EXERCISE AIM ->
Report every line of the records beneath this task that holds the string "None".

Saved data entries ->

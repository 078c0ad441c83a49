use sea_orm::entity::prelude::*;

#[derive(Clone, Debug, PartialEq, DeriveEntityModel)]
#[sea_orm(table_name = "carts")]
pub struct Model {
    #[sea_orm(primary_key, auto_increment = false)]
    pub id: Uuid,

    // One cart per user, get-or-create on first add.
    #[sea_orm(unique, indexed)]
    pub user_id: Uuid,

    pub updated_at: DateTimeUtc,
}

#[derive(Copy, Clone, Debug, EnumIter, DeriveRelation)]
pub enum Relation {
    #[sea_orm(
        belongs_to = "super::user::Entity",
        from = "Column::UserId",
        to = "super::user::Column::Id"
    )]
    User,

    #[sea_orm(has_many = "super::cart_item::Entity")]
    Items,
}

impl Related<super::user::Entity> for Entity {
    fn to() -> RelationDef {
        Relation::User.def()
    }
}

impl Related<super::cart_item::Entity> for Entity {
    fn to() -> RelationDef {
        Relation::Items.def()
    }
}

impl ActiveModelBehavior for ActiveModel {}
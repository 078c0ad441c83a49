use sea_orm::entity::prelude::*;
use serde::{Deserialize, Serialize};

#[derive(Clone, Debug, PartialEq, DeriveEntityModel)]
#[sea_orm(table_name = "users")]
pub struct Model {
    #[sea_orm(primary_key, auto_increment = false)]
    pub id: Uuid,

    #[sea_orm(unique, indexed)]
    pub username: String,

    #[sea_orm(unique)]
    pub email: String,

    pub role: Role,

    pub registered_at: DateTimeUtc,
}

/// Role is fixed at account creation; there is no self-promotion path.
#[derive(Clone, Copy, Debug, Default, EnumIter, DeriveActiveEnum, PartialEq, Serialize, Deserialize)]
#[sea_orm(rs_type = "String", db_type = "String(StringLen::None)")]
#[serde(rename_all = "snake_case")]
pub enum Role {
    #[default]
    #[sea_orm(string_value = "visitor")]
    Visitor,

    #[sea_orm(string_value = "artist")]
    Artist,

    #[sea_orm(string_value = "curator")]
    Curator,

    #[sea_orm(string_value = "admin")]
    Admin,
}

impl Role {
    pub fn is_staff(&self) -> bool {
        matches!(self, Role::Curator | Role::Admin)
    }
}

#[derive(Copy, Clone, Debug, EnumIter, DeriveRelation)]
pub enum Relation {
    #[sea_orm(has_one = "super::artist::Entity")]
    Artist,

    #[sea_orm(has_many = "super::order::Entity")]
    Orders,

    #[sea_orm(has_many = "super::notification::Entity")]
    Notifications,
}

impl Related<super::artist::Entity> for Entity {
    fn to() -> RelationDef {
        Relation::Artist.def()
    }
}

impl Related<super::order::Entity> for Entity {
    fn to() -> RelationDef {
        Relation::Orders.def()
    }
}

impl Related<super::notification::Entity> for Entity {
    fn to() -> RelationDef {
        Relation::Notifications.def()
    }
}

impl ActiveModelBehavior for ActiveModel {}

#[cfg(test)]
mod tests {
    use super::Role;

    #[test]
    fn staff_predicate_covers_curators_and_admins() {
        assert!(Role::Curator.is_staff());
        assert!(Role::Admin.is_staff());
        assert!(!Role::Artist.is_staff());
        assert!(!Role::Visitor.is_staff());
    }
}
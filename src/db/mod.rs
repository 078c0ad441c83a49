pub mod entities;
pub mod migrations;
pub mod repositories;

use sea_orm::{ConnectOptions, DatabaseConnection, DatabaseTransaction, TransactionTrait};
use sea_orm_migration::MigratorTrait;

use crate::{config::DatabaseConfig, error::Result};

use migrations::Migrator;

#[derive(Debug, Clone)]
pub struct Database {
    connection: DatabaseConnection,
}

impl Database {
    pub async fn init_db(config: &DatabaseConfig) -> Result<Self> {
        let mut options = ConnectOptions::new(&config.url);

        options
            .max_connections(config.max_connections)
            .min_connections(config.min_connections)
            .connect_timeout(config.connect_timeout)
            .idle_timeout(config.idle_timeout)
            .sqlx_logging(false);

        let connection = sea_orm::Database::connect(options).await?;

        Ok(Self { connection })
    }

    pub fn get_connection(&self) -> &DatabaseConnection {
        &self.connection
    }

    pub async fn begin_transaction(&self) -> Result<DatabaseTransaction> {
        Ok(self.connection.begin().await?)
    }

    pub async fn run_migrations(&self) -> Result<()> {
        Ok(Migrator::up(&self.connection, None).await?)
    }
}
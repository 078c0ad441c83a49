use uuid::Uuid;

use crate::{
    AppState,
    db::{
        entities::{notification, notification::NotificationKind, user},
        repositories::{NotificationRepository, UserRepository},
    },
    error::{AppError, Result},
};

pub struct Inbox {
    pub notifications: Vec<notification::Model>,
    pub unread_count: u64,
}

pub async fn inbox(state: &AppState, recipient_id: Uuid) -> Result<Inbox> {
    let db_connection = state.db.get_connection();

    let notifications = NotificationRepository::list_for_recipient(db_connection, recipient_id).await?;
    let unread_count = NotificationRepository::unread_count(db_connection, recipient_id).await?;

    Ok(Inbox {
        notifications,
        unread_count,
    })
}

pub async fn mark_read(
    state: &AppState,
    recipient_id: Uuid,
    notification_id: Uuid,
) -> Result<notification::Model> {
    let db_connection = state.db.get_connection();

    let notification = NotificationRepository::find_notification_by_id(db_connection, notification_id)
        .await?
        .ok_or(AppError::NotificationNotFound)?;

    if notification.recipient_id != recipient_id {
        return Err(AppError::Forbidden);
    }

    NotificationRepository::mark_read(db_connection, notification).await
}

pub async fn delete(state: &AppState, recipient_id: Uuid, notification_id: Uuid) -> Result<()> {
    let db_connection = state.db.get_connection();

    let notification = NotificationRepository::find_notification_by_id(db_connection, notification_id)
        .await?
        .ok_or(AppError::NotificationNotFound)?;

    if notification.recipient_id != recipient_id {
        return Err(AppError::Forbidden);
    }

    NotificationRepository::delete_notification(db_connection, notification.id).await
}

/// Staff broadcast. Unknown recipient ids are skipped rather than failing the
/// whole batch; the returned count is what was actually created.
pub async fn send_bulk(
    state: &AppState,
    actor: &user::Model,
    recipient_ids: &[Uuid],
    title: &str,
    message: &str,
    kind: NotificationKind,
) -> Result<u64> {
    if !actor.role.is_staff() {
        return Err(AppError::Forbidden);
    }

    if title.trim().is_empty() || message.trim().is_empty() {
        return Err(AppError::InvalidParams(
            "Title and message are required".into(),
        ));
    }

    let db_transaction = state.db.begin_transaction().await?;

    let mut created = 0u64;
    for recipient_id in recipient_ids {
        if !UserRepository::exists(&db_transaction, *recipient_id).await? {
            tracing::debug!(recipient_id = %recipient_id, "Skipping unknown notification recipient");
            continue;
        }

        NotificationRepository::create_notification(
            &db_transaction,
            *recipient_id,
            title,
            message,
            kind,
            None,
        )
        .await?;

        created += 1;
    }

    db_transaction
        .commit()
        .await
        .map_err(AppError::DatabaseError)?;

    Ok(created)
}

TASK RESPONSE ->
#[sea_orm(rs_type = "String", db_type = "String(StringLen::None)")]
        Ok(Migrator::up(&self.connection, None).await?)
            None,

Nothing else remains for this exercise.